_Dataset content_
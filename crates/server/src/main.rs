//! Vibe Matcher HTTP server binary.

use mimalloc::MiMalloc;
use server::ServerConfig;

#[global_allocator]
static GLOBAL: MiMalloc = MiMalloc;

#[tokio::main]
async fn main() -> anyhow::Result<()> {
    let config = ServerConfig::load()?;
    server::start_server(config).await?;
    Ok(())
}
use std::{
    fs,
    path::{Path, PathBuf},
};

use tracing::info;

use crate::{SemanticConfig, SemanticError};

/// Local files an ONNX embedder needs.
#[derive(Debug, Clone, PartialEq, Eq)]
pub(crate) struct ModelAssets {
    pub(crate) model_path: PathBuf,
    pub(crate) tokenizer_path: PathBuf,
}

/// Ensures that the model and tokenizer exist locally, downloading them when URLs are provided.
pub(crate) async fn resolve_model_assets(
    cfg: &SemanticConfig,
) -> Result<ModelAssets, SemanticError> {
    let model_path = ensure_local_file(&cfg.model_path, cfg.model_url.as_deref(), || {
        SemanticError::ModelNotFound(cfg.model_path.display().to_string())
    })
    .await?;

    let tokenizer_target = tokenizer_storage_path(cfg)?;
    let tokenizer_path = ensure_local_file(&tokenizer_target, cfg.tokenizer_url.as_deref(), || {
        SemanticError::TokenizerMissing(tokenizer_target.display().to_string())
    })
    .await?;

    Ok(ModelAssets {
        model_path,
        tokenizer_path,
    })
}

/// Determines where the tokenizer should be stored. When no explicit path is supplied we infer a
/// filename from the remote URL and place it next to the model file.
fn tokenizer_storage_path(cfg: &SemanticConfig) -> Result<PathBuf, SemanticError> {
    if let Some(path) = &cfg.tokenizer_path {
        return Ok(path.clone());
    }

    if let Some(url) = &cfg.tokenizer_url {
        let inferred_name = infer_filename_from_url(url).unwrap_or_else(|| "tokenizer.json".into());
        let base_dir = cfg
            .model_path
            .parent()
            .map(Path::to_path_buf)
            .unwrap_or_else(|| PathBuf::from("."));
        return Ok(base_dir.join(inferred_name));
    }

    Err(SemanticError::TokenizerMissing(cfg.model_name.clone()))
}

/// Returns `target` if it already exists, otherwise attempts to download `remote_url`.
async fn ensure_local_file<F>(
    target: &Path,
    remote_url: Option<&str>,
    on_missing: F,
) -> Result<PathBuf, SemanticError>
where
    F: FnOnce() -> SemanticError,
{
    if target.exists() {
        return Ok(target.to_path_buf());
    }

    if let Some(url) = remote_url {
        download_to_path(target, url).await?;
        return Ok(target.to_path_buf());
    }

    Err(on_missing())
}

/// Downloads `url` into `target`, creating parent directories as needed.
///
/// The body lands in a `.part` sibling first and is renamed into place, so an interrupted
/// download never leaves a truncated model behind.
async fn download_to_path(target: &Path, url: &str) -> Result<(), SemanticError> {
    if let Some(parent) = target.parent() {
        if !parent.as_os_str().is_empty() && !parent.exists() {
            fs::create_dir_all(parent)?;
        }
    }

    info!(url, target = %target.display(), "downloading model asset");
    let response = reqwest::get(url)
        .await
        .map_err(|e| SemanticError::Download(e.to_string()))?;

    let status = response.status();
    if !status.is_success() {
        return Err(SemanticError::Download(format!(
            "unexpected status {status} while fetching {url}"
        )));
    }

    let bytes = response
        .bytes()
        .await
        .map_err(|e| SemanticError::Download(e.to_string()))?;

    let partial = target.with_extension("part");
    fs::write(&partial, &bytes)?;
    fs::rename(&partial, target)?;
    info!(bytes = bytes.len(), target = %target.display(), "model asset ready");
    Ok(())
}

/// Extracts a filename from the provided URL, stripping query/fragment parts.
fn infer_filename_from_url(url: &str) -> Option<String> {
    url.split('/')
        .rev()
        .find(|segment| !segment.is_empty())
        .map(|segment| segment.split(['?', '#']).next().unwrap_or(segment))
        .filter(|segment| !segment.is_empty())
        .map(|segment| segment.to_string())
}
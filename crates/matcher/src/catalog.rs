use std::collections::HashSet;
use std::fs;
use std::io;
use std::path::{Path, PathBuf};

use serde::{Deserialize, Serialize};
use thiserror::Error;

/// One product record.
#[derive(Debug, Clone, Serialize, Deserialize, PartialEq, Eq)]
pub struct Item {
    pub name: String,
    /// Human-facing copy. Data files may spell the key `desc`.
    #[serde(alias = "desc")]
    pub description: String,
    /// Ordered style tags; the first one with a glyph decides the item's emoji.
    #[serde(default)]
    pub vibes: Vec<String>,
    /// Text the embedding is computed from.
    pub ai_tags: String,
}

/// Errors raised while loading or validating a catalog.
#[derive(Debug, Error)]
pub enum CatalogError {
    #[error("failed to read catalog {path}: {source}")]
    Read {
        path: PathBuf,
        #[source]
        source: io::Error,
    },
    #[error("failed to parse catalog: {0}")]
    Parse(#[from] serde_json::Error),
    #[error("catalog has no items")]
    Empty,
    #[error("duplicate item name '{0}'")]
    DuplicateName(String),
    #[error("item #{index} has an empty `{field}`")]
    MissingField { index: usize, field: &'static str },
}

/// Fixed, ordered list of items. Validated on construction and never mutated afterwards.
#[derive(Debug, Clone, PartialEq, Eq)]
pub struct Catalog {
    items: Vec<Item>,
}

impl Catalog {
    /// Validate and wrap `items`: at least one item, unique non-empty names, non-empty `ai_tags`.
    pub fn from_items(items: Vec<Item>) -> Result<Self, CatalogError> {
        if items.is_empty() {
            return Err(CatalogError::Empty);
        }
        let mut seen = HashSet::with_capacity(items.len());
        for (index, item) in items.iter().enumerate() {
            if item.name.trim().is_empty() {
                return Err(CatalogError::MissingField {
                    index,
                    field: "name",
                });
            }
            if item.ai_tags.trim().is_empty() {
                return Err(CatalogError::MissingField {
                    index,
                    field: "ai_tags",
                });
            }
            if !seen.insert(item.name.as_str()) {
                return Err(CatalogError::DuplicateName(item.name.clone()));
            }
        }
        Ok(Self { items })
    }

    /// Parse a JSON array of items.
    pub fn from_json_str(json: &str) -> Result<Self, CatalogError> {
        let items: Vec<Item> = serde_json::from_str(json)?;
        Self::from_items(items)
    }

    pub fn from_path(path: impl AsRef<Path>) -> Result<Self, CatalogError> {
        let path = path.as_ref();
        let raw = fs::read_to_string(path).map_err(|source| CatalogError::Read {
            path: path.to_path_buf(),
            source,
        })?;
        Self::from_json_str(&raw)
    }

    pub fn items(&self) -> &[Item] {
        &self.items
    }

    pub fn len(&self) -> usize {
        self.items.len()
    }

    /// Always false for a validated catalog; kept for API symmetry with `len`.
    pub fn is_empty(&self) -> bool {
        self.items.is_empty()
    }

    pub fn iter(&self) -> std::slice::Iter<'_, Item> {
        self.items.iter()
    }

    pub fn get(&self, name: &str) -> Option<&Item> {
        self.items.iter().find(|item| item.name == name)
    }
}

impl<'a> IntoIterator for &'a Catalog {
    type Item = &'a Item;
    type IntoIter = std::slice::Iter<'a, Item>;

    fn into_iter(self) -> Self::IntoIter {
        self.items.iter()
    }
}

#[cfg(test)]
mod tests {
    use super::*;

    fn item(name: &str, tags: &str) -> Item {
        Item {
            name: name.into(),
            description: format!("{name} description"),
            vibes: vec!["cozy".into()],
            ai_tags: tags.into(),
        }
    }

    #[test]
    fn accepts_desc_alias_and_missing_vibes() {
        let catalog = Catalog::from_json_str(
            r#"[{"name":"Scarf","desc":"Warm.","ai_tags":"a warm scarf"}]"#,
        )
        .unwrap();
        let scarf = catalog.get("Scarf").unwrap();
        assert_eq!(scarf.description, "Warm.");
        assert!(scarf.vibes.is_empty());
        assert_eq!(catalog.len(), 1);
    }

    #[test]
    fn preserves_file_order() {
        let catalog =
            Catalog::from_items(vec![item("b", "tags b"), item("a", "tags a")]).unwrap();
        let names: Vec<&str> = catalog.iter().map(|i| i.name.as_str()).collect();
        assert_eq!(names, vec!["b", "a"]);
    }

    #[test]
    fn empty_catalog_rejected() {
        assert!(matches!(
            Catalog::from_json_str("[]"),
            Err(CatalogError::Empty)
        ));
    }

    #[test]
    fn duplicate_names_rejected() {
        let err = Catalog::from_items(vec![item("a", "x"), item("a", "y")]).unwrap_err();
        match err {
            CatalogError::DuplicateName(name) => assert_eq!(name, "a"),
            other => panic!("unexpected error: {other}"),
        }
    }

    #[test]
    fn blank_fields_rejected() {
        let err = Catalog::from_items(vec![item("a", "x"), item("b", "  ")]).unwrap_err();
        assert!(matches!(
            err,
            CatalogError::MissingField {
                index: 1,
                field: "ai_tags"
            }
        ));

        let err = Catalog::from_items(vec![item("", "x")]).unwrap_err();
        assert!(matches!(
            err,
            CatalogError::MissingField {
                index: 0,
                field: "name"
            }
        ));
    }

    #[test]
    fn malformed_json_is_parse_error() {
        assert!(matches!(
            Catalog::from_json_str(r#"[{"name":"x"}]"#),
            Err(CatalogError::Parse(_))
        ));
    }

    #[test]
    fn missing_file_is_read_error() {
        let dir = tempfile::tempdir().unwrap();
        let err = Catalog::from_path(dir.path().join("nope.json")).unwrap_err();
        assert!(matches!(err, CatalogError::Read { .. }));
        assert!(err.to_string().contains("nope.json"));
    }

    #[test]
    fn loads_from_disk() {
        let dir = tempfile::tempdir().unwrap();
        let path = dir.path().join("catalog.json");
        fs::write(
            &path,
            r#"[{"name":"Cap","description":"A cap.","vibes":["urban"],"ai_tags":"street cap"}]"#,
        )
        .unwrap();
        let catalog = Catalog::from_path(&path).unwrap();
        assert_eq!(catalog.items()[0].vibes, vec!["urban".to_string()]);
    }
}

_What you should do_
Wherever a line in the data above holds the word "response", copy that line.

_Final answer_
    let response = reqwest::get(url)
    let status = response.status();
    let bytes = response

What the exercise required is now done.